I get that we don’t like being forced inside, forced to limit what we do, but I still can’t get my head around the clear evidence that so many people think that just because they’re bored of these restrictions that somehow it makes everything safe again.
And so many of these people are the families of children I, or some other teacher, will be teaching in the weeks to come. Thirty to a class. Each one belonging to a connection of individuals making hundreds of potentially risky choices, including the teacher standing in front of them. All of us bringing the consequences of those choices into a small classroom and sharing the air with each other for an hour or more.

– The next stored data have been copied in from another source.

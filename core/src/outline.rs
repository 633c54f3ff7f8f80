//! Outlines of groups of map tiles ("bases"), i.e. the closed polygons
//! around the exterior edges of their hexagons.
//!
//! An outline is computed in two steps:
//!
//!   1. [`boundary_edges`] collects the edges of all tiles in a group
//!      that face a tile outside of the group.
//!   2. [`stitch`] orders these edges into a single closed polygon.
//!
//! [`Outliner`] runs both steps for every base of a continent.
//!
//! [`boundary_edges`]: boundary/fn.boundary_edges.html
//! [`stitch`]: stitch/fn.stitch.html
//! [`Outliner`]: struct.Outliner.html
pub mod boundary;
pub mod stitch;
pub mod vertex;

pub use self::boundary::*;
pub use self::stitch::*;
pub use self::vertex::*;

use log::{ debug, warn };
use serde::{ Deserialize, Serialize };

use std::collections::{ BTreeMap, HashSet };

use crate::error::Result;
use crate::geo::{ Bounds, Schema };
use crate::grid::Tile;

/// The identifier of a base, i.e. a group of tiles on a continent.
pub type BaseId = u32;

/// An ordered sequence of points forming a closed polygon. The first
/// point is not repeated at the end.
///
/// Serializes as an array of `[x, y]` pairs.
#[derive(Clone, Debug, PartialEq, Serialize)]
#[serde(transparent)]
pub struct Outline {
    points: Vec<Vertex>,
}

impl Outline {
    pub(crate) fn new(points: Vec<Vertex>) -> Outline {
        Outline { points }
    }

    pub fn points(&self) -> &[Vertex] {
        &self.points
    }

    pub fn len(&self) -> usize {
        self.points.len()
    }

    pub fn is_empty(&self) -> bool {
        self.points.is_empty()
    }

    /// Iterate over the sides of the polygon, ending with the side
    /// from the last point back to the first.
    pub fn edges(&self) -> impl Iterator<Item=Edge> + '_ {
        let n = self.points.len();
        (0 .. n).filter_map(move |i| Edge::new(self.points[i], self.points[(i + 1) % n]))
    }

    /// The bounding rectangle of the outline, i.e. its offset from
    /// the map origin together with its size.
    pub fn bounds(&self) -> Option<Bounds> {
        Bounds::enclosing(self.points.iter().map(|p| (p.x(), p.y())))
    }
}

/// Parameters for computing outlines.
#[derive(Clone, Copy, Debug, PartialEq, Serialize, Deserialize)]
#[serde(default)]
pub struct OutlineConfig {
    /// The radius of a hexagon in map units (e.g. pixels).
    pub radius: f64,
    /// The precision that corner points are rounded to.
    pub precision: Precision,
}

impl Default for OutlineConfig {
    fn default() -> OutlineConfig {
        OutlineConfig {
            radius: 1.0,
            precision: Precision::DISPLAY,
        }
    }
}

/// Computes the outlines of groups of tiles.
#[derive(Clone, Debug)]
pub struct Outliner {
    schema: Schema,
    precision: Precision,
}

impl Outliner {
    pub fn new(config: &OutlineConfig) -> Result<Outliner> {
        Ok(Outliner {
            schema: Schema::new(config.radius)?,
            precision: config.precision,
        })
    }

    pub fn schema(&self) -> &Schema {
        &self.schema
    }

    pub fn precision(&self) -> Precision {
        self.precision
    }

    /// The exterior edges of a single group of tiles.
    pub fn boundary<I>(&self, tiles: I) -> Result<BoundaryEdges>
    where I: IntoIterator<Item=Tile> {
        boundary_edges(tiles, &self.schema, self.precision)
    }

    /// The outline of a single group of tiles.
    pub fn outline<I>(&self, tiles: I) -> Result<Outline>
    where I: IntoIterator<Item=Tile> {
        stitch(self.boundary(tiles)?)
    }

    /// The outlines of all bases in the given `(base, tile)` records.
    ///
    /// Each base is outlined independently. A base whose outline cannot
    /// be computed is reported with its error, without affecting the
    /// outlines of other bases.
    pub fn outlines<I>(&self, records: I) -> BTreeMap<BaseId, Result<Outline>>
    where I: IntoIterator<Item=(BaseId, Tile)> {
        let mut bases: BTreeMap<BaseId, HashSet<Tile>> = BTreeMap::new();
        for (base, tile) in records {
            bases.entry(base).or_default().insert(tile);
        }
        bases.into_iter().map(|(base, tiles)| {
            let num_tiles = tiles.len();
            let outline = self.outline(tiles);
            match &outline {
                Ok(o) => debug!("Outlined base {} ({} tiles) with {} points",
                                base, num_tiles, o.len()),
                Err(e) => warn!("Failed to outline base {} ({} tiles): {}",
                                base, num_tiles, e),
            }
            (base, outline)
        }).collect()
    }
}

/// Compute the outlines of all bases in the given `(base, tile)`
/// records for hexagons of the given radius, rounding to
/// `Precision::DISPLAY`.
///
/// Fails only if the radius is invalid; failures of individual
/// bases are reported per base.
pub fn compute_outlines<I>(records: I, radius: f64) -> Result<BTreeMap<BaseId, Result<Outline>>>
where I: IntoIterator<Item=(BaseId, Tile)> {
    let config = OutlineConfig { radius, ..OutlineConfig::default() };
    Ok(Outliner::new(&config)?.outlines(records))
}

In recent weeks attempts have been made by media and government to shift the blame for the virus’ resurgence on specific groups of people. Young people having parties; certain ethnic groups the right-wing press already demonise doing things they don’t like; those economically unable to make better choices, etc. But it is clear to me that Covid 19’s second wave (if we can call a wave something that has never really stopped. More a continuous current?) will not lie at the feet of any one group, despite all the attempts at scapegoating. It will lie in the hundred little choices we all make, wrongly, about what is and isn’t “worth the risk”. Popping here, popping there, touching this, touching that. Forgetting to wash our hands that one time, dismissing something as “just a cold” and interacting with others without thinking.
The thing is, I know we can’t eliminate risk entirely, and there is definitely such a thing as being over-cautious. But I also know that this could be handled so much better by all if we had a different economic system and set of driving forces behind the decision making. If we weren’t being constantly told it’s our patriotic duty to go back out there and feed the economy. If our focus was altruism, and the safety of others, as it was at the start, instead of what it has become: a return to selfishness and not wanting our freedoms impinged by consideration of how it might affect someone else.
In March, for a few weeks, we saw a glimpse of our potential. That glimpse scared those in charge, and they are desperate to get things back to the way they were so we don’t get any funny ideas about restructuring our lives to be more focused on people instead of profits.
I guess it’s just disheartening to see how easy it has been for them to do that to us.
We really are Romero’s zombies, shuffling back to the shopping mall so we can continue consuming even as the world collapses all around us.